Start of Supplied entries

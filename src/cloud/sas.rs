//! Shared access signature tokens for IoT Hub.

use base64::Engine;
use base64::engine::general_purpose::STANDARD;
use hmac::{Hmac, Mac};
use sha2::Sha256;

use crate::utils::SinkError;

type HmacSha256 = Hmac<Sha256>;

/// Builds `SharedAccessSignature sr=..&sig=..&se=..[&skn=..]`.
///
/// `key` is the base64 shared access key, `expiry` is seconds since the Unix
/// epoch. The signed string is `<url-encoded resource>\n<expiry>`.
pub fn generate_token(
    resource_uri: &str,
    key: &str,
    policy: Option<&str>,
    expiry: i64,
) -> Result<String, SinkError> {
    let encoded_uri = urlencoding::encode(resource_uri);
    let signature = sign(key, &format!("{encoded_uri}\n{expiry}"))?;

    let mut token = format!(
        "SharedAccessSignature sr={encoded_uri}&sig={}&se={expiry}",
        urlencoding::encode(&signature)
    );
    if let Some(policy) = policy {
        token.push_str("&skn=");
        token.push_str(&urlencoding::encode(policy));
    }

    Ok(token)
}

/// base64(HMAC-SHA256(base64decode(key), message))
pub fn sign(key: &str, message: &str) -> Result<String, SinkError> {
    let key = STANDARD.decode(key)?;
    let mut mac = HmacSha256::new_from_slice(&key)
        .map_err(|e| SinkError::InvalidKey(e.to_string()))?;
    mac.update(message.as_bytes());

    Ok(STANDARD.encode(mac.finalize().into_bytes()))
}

End of Supplied entries
Start of Supplied entries

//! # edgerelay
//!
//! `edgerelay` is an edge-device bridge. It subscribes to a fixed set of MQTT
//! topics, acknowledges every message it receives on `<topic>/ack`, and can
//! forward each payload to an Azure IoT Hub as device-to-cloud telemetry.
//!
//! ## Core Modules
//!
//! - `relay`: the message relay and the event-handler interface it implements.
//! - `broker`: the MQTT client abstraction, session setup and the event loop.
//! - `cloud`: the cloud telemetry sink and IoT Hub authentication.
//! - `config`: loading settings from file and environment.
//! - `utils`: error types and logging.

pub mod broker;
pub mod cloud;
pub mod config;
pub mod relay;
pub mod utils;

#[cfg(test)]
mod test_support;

End of Supplied entries

### Problem details
A count is needed of the lines above that hold the word "cloud"; give that count and no other text.

### Completed task
4